In all seriousness. Are we still going to buy bags?

I’ll still be buying too, still on the hunt for a beige clair jumbo CF and have not had any problems with my reissue, boy or medium CF, all purchased from the boutique in the last two years.

Am considering the C19 too after seeing how indestructible it is. Half wondering if it’s bulletproof
 
Im pretty sure that there are other bags that are bonded leather too. Looking at the onslaught of small shiny bags and I'm suspicious of these newer things. I am interested in buying if I know what Im getting. Trust in a brand is important, feeling like they will stand behind their products and they are honest about what is being sold. But if you ask the brand "what is this item made of" and they won't tell you, how do we respond? Is it ok if you wear a bag two or three times and it peels and you can't resell it because its damaged?
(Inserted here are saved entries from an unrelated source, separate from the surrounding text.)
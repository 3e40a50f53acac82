//! Building model entities as seen by the sync core
//!
//! Coordinates are in metres; fields suffixed `_mm` are millimetres, matching
//! what the element serializers emit.

use chrono::{DateTime, Utc};
use serde::{Deserialize, Serialize};
use std::fmt;
use std::str::FromStr;

/// Session-scoped numeric handle assigned by the local CAD engine.
///
/// Not stable across sessions: the same Level can carry a different handle in
/// every editing session. Natural keys are used for cross-session identity.
pub type ElementHandle = i64;

// ============================================================================
// Entity kinds
// ============================================================================

/// The closed set of entity kinds mirrored into the graph.
#[derive(Debug, Clone, Copy, PartialEq, Eq, Hash, PartialOrd, Ord, Serialize, Deserialize)]
pub enum EntityKind {
    Building,
    Level,
    Room,
    Wall,
    Door,
    Stair,
    Pipe,
    ProvisionalSpace,
}

impl EntityKind {
    pub const ALL: [EntityKind; 8] = [
        EntityKind::Building,
        EntityKind::Level,
        EntityKind::Room,
        EntityKind::Wall,
        EntityKind::Door,
        EntityKind::Stair,
        EntityKind::Pipe,
        EntityKind::ProvisionalSpace,
    ];

    /// Kinds whose `elementId` identifies a node of this session.
    ///
    /// Building and Level are shared across sessions and their handle is
    /// rewritten by whichever session touched them last, so a handle-only
    /// delete must never reach them.
    pub const HANDLE_KEYED: [EntityKind; 6] = [
        EntityKind::Room,
        EntityKind::Wall,
        EntityKind::Door,
        EntityKind::Stair,
        EntityKind::Pipe,
        EntityKind::ProvisionalSpace,
    ];

    /// Graph label of the node
    pub fn label(&self) -> &'static str {
        match self {
            EntityKind::Building => "Building",
            EntityKind::Level => "Level",
            EntityKind::Room => "Room",
            EntityKind::Wall => "Wall",
            EntityKind::Door => "Door",
            EntityKind::Stair => "Stair",
            EntityKind::Pipe => "Pipe",
            EntityKind::ProvisionalSpace => "ProvisionalSpace",
        }
    }

    /// Property holding the natural key for nodes of this kind
    pub fn natural_key_property(&self) -> &'static str {
        match self {
            EntityKind::Building | EntityKind::Level => "name",
            _ => "uid",
        }
    }

    /// Whether the kind takes part in bounding-box derived relationships
    pub fn is_spatial(&self) -> bool {
        matches!(
            self,
            EntityKind::Wall | EntityKind::Pipe | EntityKind::ProvisionalSpace
        )
    }
}

impl fmt::Display for EntityKind {
    fn fmt(&self, f: &mut fmt::Formatter<'_>) -> fmt::Result {
        f.write_str(self.label())
    }
}

impl FromStr for EntityKind {
    type Err = String;

    fn from_str(s: &str) -> Result<Self, Self::Err> {
        EntityKind::ALL
            .iter()
            .copied()
            .find(|k| k.label().eq_ignore_ascii_case(s))
            .ok_or_else(|| format!("unknown entity kind '{}'", s))
    }
}

// ============================================================================
// Geometry
// ============================================================================

#[derive(Debug, Clone, Copy, PartialEq, Default, Serialize, Deserialize)]
pub struct Point3 {
    pub x: f64,
    pub y: f64,
    pub z: f64,
}

impl Point3 {
    pub fn new(x: f64, y: f64, z: f64) -> Self {
        Self { x, y, z }
    }
}

/// Axis-aligned bounding box
#[derive(Debug, Clone, Copy, PartialEq, Serialize, Deserialize)]
pub struct BoundingBox {
    pub min: Point3,
    pub max: Point3,
}

impl BoundingBox {
    /// Build a box from two arbitrary corners
    pub fn new(a: Point3, b: Point3) -> Self {
        Self {
            min: Point3::new(a.x.min(b.x), a.y.min(b.y), a.z.min(b.z)),
            max: Point3::new(a.x.max(b.x), a.y.max(b.y), a.z.max(b.z)),
        }
    }

    /// Box around a segment, padded by `pad` on every axis
    pub fn around_segment(start: Point3, end: Point3, pad: f64) -> Self {
        Self::new(start, end).expanded(pad)
    }

    pub fn expanded(&self, pad: f64) -> Self {
        let pad = pad.abs();
        Self {
            min: Point3::new(self.min.x - pad, self.min.y - pad, self.min.z - pad),
            max: Point3::new(self.max.x + pad, self.max.y + pad, self.max.z + pad),
        }
    }

    /// Inclusive overlap test on all six bounds
    pub fn intersects(&self, other: &BoundingBox) -> bool {
        self.min.x <= other.max.x
            && self.max.x >= other.min.x
            && self.min.y <= other.max.y
            && self.max.y >= other.min.y
            && self.min.z <= other.max.z
            && self.max.z >= other.min.z
    }
}

// ============================================================================
// Per-kind attributes
// ============================================================================

#[derive(Debug, Clone, PartialEq, Serialize, Deserialize)]
pub struct BuildingAttrs {
    pub handle: ElementHandle,
    pub name: String,
}

#[derive(Debug, Clone, PartialEq, Serialize, Deserialize)]
pub struct LevelAttrs {
    pub handle: ElementHandle,
    pub name: String,
    pub elevation: f64,
    pub building_name: String,
}

#[derive(Debug, Clone, PartialEq, Serialize, Deserialize)]
pub struct RoomAttrs {
    pub handle: ElementHandle,
    pub uid: String,
    pub name: String,
    pub level_name: String,
    /// Walls whose boundary segments enclose the room
    pub bounding_wall_uids: Vec<String>,
}

#[derive(Debug, Clone, PartialEq, Serialize, Deserialize)]
pub struct WallAttrs {
    pub handle: ElementHandle,
    pub uid: String,
    pub name: String,
    pub type_name: String,
    pub family_name: String,
    pub level_name: String,
    pub start: Point3,
    pub end: Point3,
    pub height_mm: f64,
    pub thickness_mm: f64,
    pub base_offset_mm: f64,
    pub structural: bool,
    pub flipped: bool,
    pub location_line: i64,
    pub user: String,
    /// Creation time, when the serializer reports one
    pub created: Option<DateTime<Utc>>,
    pub modified: DateTime<Utc>,
}

#[derive(Debug, Clone, PartialEq, Serialize, Deserialize)]
pub struct DoorAttrs {
    pub handle: ElementHandle,
    pub uid: String,
    pub name: String,
    pub family_name: String,
    pub symbol_name: String,
    pub level_name: String,
    pub host_wall_uid: Option<String>,
    pub position: Point3,
    pub rotation: f64,
    pub width: f64,
    pub height: f64,
    pub thickness: f64,
    pub user: String,
    pub created: Option<DateTime<Utc>>,
    pub modified: DateTime<Utc>,
}

#[derive(Debug, Clone, PartialEq, Serialize, Deserialize)]
pub struct StairAttrs {
    pub handle: ElementHandle,
    pub uid: String,
    pub name: String,
    pub base_level_name: String,
    pub top_level_name: String,
    pub user: String,
    pub modified: DateTime<Utc>,
}

#[derive(Debug, Clone, PartialEq, Serialize, Deserialize)]
pub struct PipeAttrs {
    pub handle: ElementHandle,
    pub uid: String,
    pub level_name: Option<String>,
    pub system_type_id: i64,
    pub start: Point3,
    pub end: Point3,
    pub diameter: f64,
    pub user: String,
    pub created: Option<DateTime<Utc>>,
    pub modified: DateTime<Utc>,
}

#[derive(Debug, Clone, PartialEq, Serialize, Deserialize)]
pub struct ProvisionalSpaceAttrs {
    pub handle: ElementHandle,
    pub uid: String,
    pub name: String,
    pub host_wall_uid: Option<String>,
    pub level_name: String,
    pub position: Point3,
    pub width: f64,
    pub height: f64,
    pub thickness: f64,
    pub rotation: f64,
    pub ifc_type: String,
    pub bb_min: Point3,
    pub bb_max: Point3,
    pub user: String,
    pub created: Option<DateTime<Utc>>,
    pub modified: DateTime<Utc>,
}

// ============================================================================
// Entity
// ============================================================================

/// A typed domain entity, one variant per graph label.
#[derive(Debug, Clone, PartialEq, Serialize, Deserialize)]
#[serde(tag = "kind", content = "attrs")]
pub enum Entity {
    Building(BuildingAttrs),
    Level(LevelAttrs),
    Room(RoomAttrs),
    Wall(WallAttrs),
    Door(DoorAttrs),
    Stair(StairAttrs),
    Pipe(PipeAttrs),
    ProvisionalSpace(ProvisionalSpaceAttrs),
}

impl Entity {
    pub fn kind(&self) -> EntityKind {
        match self {
            Entity::Building(_) => EntityKind::Building,
            Entity::Level(_) => EntityKind::Level,
            Entity::Room(_) => EntityKind::Room,
            Entity::Wall(_) => EntityKind::Wall,
            Entity::Door(_) => EntityKind::Door,
            Entity::Stair(_) => EntityKind::Stair,
            Entity::Pipe(_) => EntityKind::Pipe,
            Entity::ProvisionalSpace(_) => EntityKind::ProvisionalSpace,
        }
    }

    pub fn handle(&self) -> ElementHandle {
        match self {
            Entity::Building(a) => a.handle,
            Entity::Level(a) => a.handle,
            Entity::Room(a) => a.handle,
            Entity::Wall(a) => a.handle,
            Entity::Door(a) => a.handle,
            Entity::Stair(a) => a.handle,
            Entity::Pipe(a) => a.handle,
            Entity::ProvisionalSpace(a) => a.handle,
        }
    }

    /// Value of the natural key property (see [`EntityKind::natural_key_property`])
    pub fn natural_key(&self) -> &str {
        match self {
            Entity::Building(a) => &a.name,
            Entity::Level(a) => &a.name,
            Entity::Room(a) => &a.uid,
            Entity::Wall(a) => &a.uid,
            Entity::Door(a) => &a.uid,
            Entity::Stair(a) => &a.uid,
            Entity::Pipe(a) => &a.uid,
            Entity::ProvisionalSpace(a) => &a.uid,
        }
    }

    /// Last modification time reported by the serializer, when it has one
    pub fn modified(&self) -> Option<DateTime<Utc>> {
        match self {
            Entity::Wall(a) => Some(a.modified),
            Entity::Door(a) => Some(a.modified),
            Entity::Stair(a) => Some(a.modified),
            Entity::Pipe(a) => Some(a.modified),
            Entity::ProvisionalSpace(a) => Some(a.modified),
            Entity::Building(_) | Entity::Level(_) | Entity::Room(_) => None,
        }
    }

    pub fn created(&self) -> Option<DateTime<Utc>> {
        match self {
            Entity::Wall(a) => a.created,
            Entity::Door(a) => a.created,
            Entity::Pipe(a) => a.created,
            Entity::ProvisionalSpace(a) => a.created,
            _ => None,
        }
    }

    /// Bounding box used for spatial relationships (spatial kinds only)
    pub fn bounding_box(&self) -> Option<BoundingBox> {
        match self {
            Entity::Pipe(p) => Some(BoundingBox::around_segment(
                p.start,
                p.end,
                p.diameter / 2.0,
            )),
            Entity::Wall(w) => {
                // thickness pads the plan only; height runs up from the offset base
                let half = w.thickness_mm.abs() / 1000.0 / 2.0;
                let plan = BoundingBox::new(w.start, w.end);
                let bottom = plan.min.z + w.base_offset_mm / 1000.0;
                let top = bottom + w.height_mm.max(0.0) / 1000.0;
                Some(BoundingBox {
                    min: Point3::new(plan.min.x - half, plan.min.y - half, bottom),
                    max: Point3::new(plan.max.x + half, plan.max.y + half, top),
                })
            }
            Entity::ProvisionalSpace(p) => Some(BoundingBox::new(p.bb_min, p.bb_max)),
            _ => None,
        }
    }

    pub fn entity_ref(&self) -> EntityRef {
        EntityRef {
            kind: self.kind(),
            handle: self.handle(),
            natural_key: self.natural_key().to_string(),
        }
    }
}

/// Identity of an entity that the local session has seen
#[derive(Debug, Clone, PartialEq, Eq, Hash, Serialize, Deserialize)]
pub struct EntityRef {
    pub kind: EntityKind,
    pub handle: ElementHandle,
    pub natural_key: String,
}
In no way am I a designer, but its not hard to look at the 22 bag design and know that it should have had a reinforced casing where the chain slides as well as grommets. There could not have been a thorough test drive of the 19 or 22 bag. No, these bags are not meant to be well used or abused, but I would expect light wear and tear is factored into any wear testing.

One of my friends who is watching this thread messaged me and said she would be furious if she went to the grocery store and bought a cut of meat labeled steak, but after buying it discovered it was something completely different disguised as steak. True enough.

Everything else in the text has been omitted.